Assignment -> If a line of the records holds the word "models", copy it out.
── Data to process
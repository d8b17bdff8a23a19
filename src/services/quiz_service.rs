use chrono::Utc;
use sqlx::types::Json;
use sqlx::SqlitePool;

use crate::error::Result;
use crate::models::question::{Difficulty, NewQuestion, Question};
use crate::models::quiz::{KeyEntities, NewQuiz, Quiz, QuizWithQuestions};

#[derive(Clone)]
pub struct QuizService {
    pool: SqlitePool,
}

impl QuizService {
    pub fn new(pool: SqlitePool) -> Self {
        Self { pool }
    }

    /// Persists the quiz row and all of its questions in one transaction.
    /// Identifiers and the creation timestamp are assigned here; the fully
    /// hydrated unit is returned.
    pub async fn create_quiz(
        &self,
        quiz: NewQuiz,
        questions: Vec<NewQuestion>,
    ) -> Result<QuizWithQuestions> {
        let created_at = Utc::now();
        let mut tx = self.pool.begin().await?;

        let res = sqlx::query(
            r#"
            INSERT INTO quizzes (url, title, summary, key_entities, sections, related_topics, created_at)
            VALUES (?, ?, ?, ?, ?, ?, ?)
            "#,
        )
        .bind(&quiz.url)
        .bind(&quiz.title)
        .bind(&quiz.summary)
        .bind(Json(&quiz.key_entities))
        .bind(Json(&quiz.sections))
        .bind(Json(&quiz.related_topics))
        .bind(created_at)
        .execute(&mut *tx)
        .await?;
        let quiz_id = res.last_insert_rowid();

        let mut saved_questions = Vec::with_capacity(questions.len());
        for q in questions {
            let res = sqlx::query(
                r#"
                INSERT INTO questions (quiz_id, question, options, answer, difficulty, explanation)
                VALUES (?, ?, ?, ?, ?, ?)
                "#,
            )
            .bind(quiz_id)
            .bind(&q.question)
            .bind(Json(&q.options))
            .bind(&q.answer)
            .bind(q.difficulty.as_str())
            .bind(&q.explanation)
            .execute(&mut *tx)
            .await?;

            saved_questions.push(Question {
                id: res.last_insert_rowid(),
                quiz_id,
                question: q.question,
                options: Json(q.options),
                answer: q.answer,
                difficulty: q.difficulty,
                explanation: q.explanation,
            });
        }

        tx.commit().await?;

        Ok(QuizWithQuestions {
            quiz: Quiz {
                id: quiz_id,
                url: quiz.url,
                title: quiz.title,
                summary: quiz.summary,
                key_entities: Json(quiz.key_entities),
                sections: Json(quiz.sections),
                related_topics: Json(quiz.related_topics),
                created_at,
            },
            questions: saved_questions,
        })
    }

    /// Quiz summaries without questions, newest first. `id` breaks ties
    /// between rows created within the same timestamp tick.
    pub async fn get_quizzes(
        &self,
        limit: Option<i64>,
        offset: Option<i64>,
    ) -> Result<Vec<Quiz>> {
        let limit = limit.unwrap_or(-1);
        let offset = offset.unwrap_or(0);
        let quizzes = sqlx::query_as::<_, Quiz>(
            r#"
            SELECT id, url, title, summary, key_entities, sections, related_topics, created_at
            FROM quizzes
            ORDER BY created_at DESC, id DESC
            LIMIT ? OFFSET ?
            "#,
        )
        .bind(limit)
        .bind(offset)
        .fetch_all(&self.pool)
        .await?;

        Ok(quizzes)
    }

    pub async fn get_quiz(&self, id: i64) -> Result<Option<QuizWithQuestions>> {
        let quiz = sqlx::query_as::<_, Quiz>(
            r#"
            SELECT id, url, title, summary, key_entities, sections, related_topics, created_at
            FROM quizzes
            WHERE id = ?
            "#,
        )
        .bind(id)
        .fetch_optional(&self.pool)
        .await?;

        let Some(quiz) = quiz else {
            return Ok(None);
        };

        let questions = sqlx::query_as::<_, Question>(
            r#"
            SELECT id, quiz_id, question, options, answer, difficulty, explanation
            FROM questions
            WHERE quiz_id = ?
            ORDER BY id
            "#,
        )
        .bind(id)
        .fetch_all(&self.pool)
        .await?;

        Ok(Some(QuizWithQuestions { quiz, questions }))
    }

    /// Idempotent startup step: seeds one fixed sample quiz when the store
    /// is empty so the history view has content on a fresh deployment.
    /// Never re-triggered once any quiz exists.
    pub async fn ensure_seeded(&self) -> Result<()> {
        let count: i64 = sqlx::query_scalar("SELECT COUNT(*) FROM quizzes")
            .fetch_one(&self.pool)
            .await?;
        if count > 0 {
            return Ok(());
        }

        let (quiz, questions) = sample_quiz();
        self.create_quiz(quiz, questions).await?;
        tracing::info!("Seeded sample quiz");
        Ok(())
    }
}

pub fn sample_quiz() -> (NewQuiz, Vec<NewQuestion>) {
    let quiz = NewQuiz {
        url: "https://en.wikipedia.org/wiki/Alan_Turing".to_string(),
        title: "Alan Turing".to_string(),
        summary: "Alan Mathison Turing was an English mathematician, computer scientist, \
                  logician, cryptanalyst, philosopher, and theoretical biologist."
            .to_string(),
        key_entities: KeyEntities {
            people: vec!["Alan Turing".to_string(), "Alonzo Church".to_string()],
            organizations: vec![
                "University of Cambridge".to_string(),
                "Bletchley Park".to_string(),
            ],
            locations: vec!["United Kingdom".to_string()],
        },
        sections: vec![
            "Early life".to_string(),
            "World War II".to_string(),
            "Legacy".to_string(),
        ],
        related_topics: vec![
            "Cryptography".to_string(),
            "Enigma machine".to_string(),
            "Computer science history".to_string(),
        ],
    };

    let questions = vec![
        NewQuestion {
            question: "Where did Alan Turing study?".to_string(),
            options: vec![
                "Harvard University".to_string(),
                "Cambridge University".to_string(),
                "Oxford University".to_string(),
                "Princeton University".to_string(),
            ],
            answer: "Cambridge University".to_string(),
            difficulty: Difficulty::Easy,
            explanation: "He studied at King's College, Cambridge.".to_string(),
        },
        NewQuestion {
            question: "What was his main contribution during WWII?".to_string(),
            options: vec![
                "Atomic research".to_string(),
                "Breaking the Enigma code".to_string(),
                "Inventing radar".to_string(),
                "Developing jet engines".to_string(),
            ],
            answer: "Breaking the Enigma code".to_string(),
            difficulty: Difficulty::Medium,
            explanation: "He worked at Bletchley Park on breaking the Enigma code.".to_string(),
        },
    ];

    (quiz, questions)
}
────
Solution for this problem ->
use crate::models::question::{Difficulty, NewQuestion, Question};
use crate::models::quiz::{KeyEntities, NewQuiz, Quiz, QuizWithQuestions};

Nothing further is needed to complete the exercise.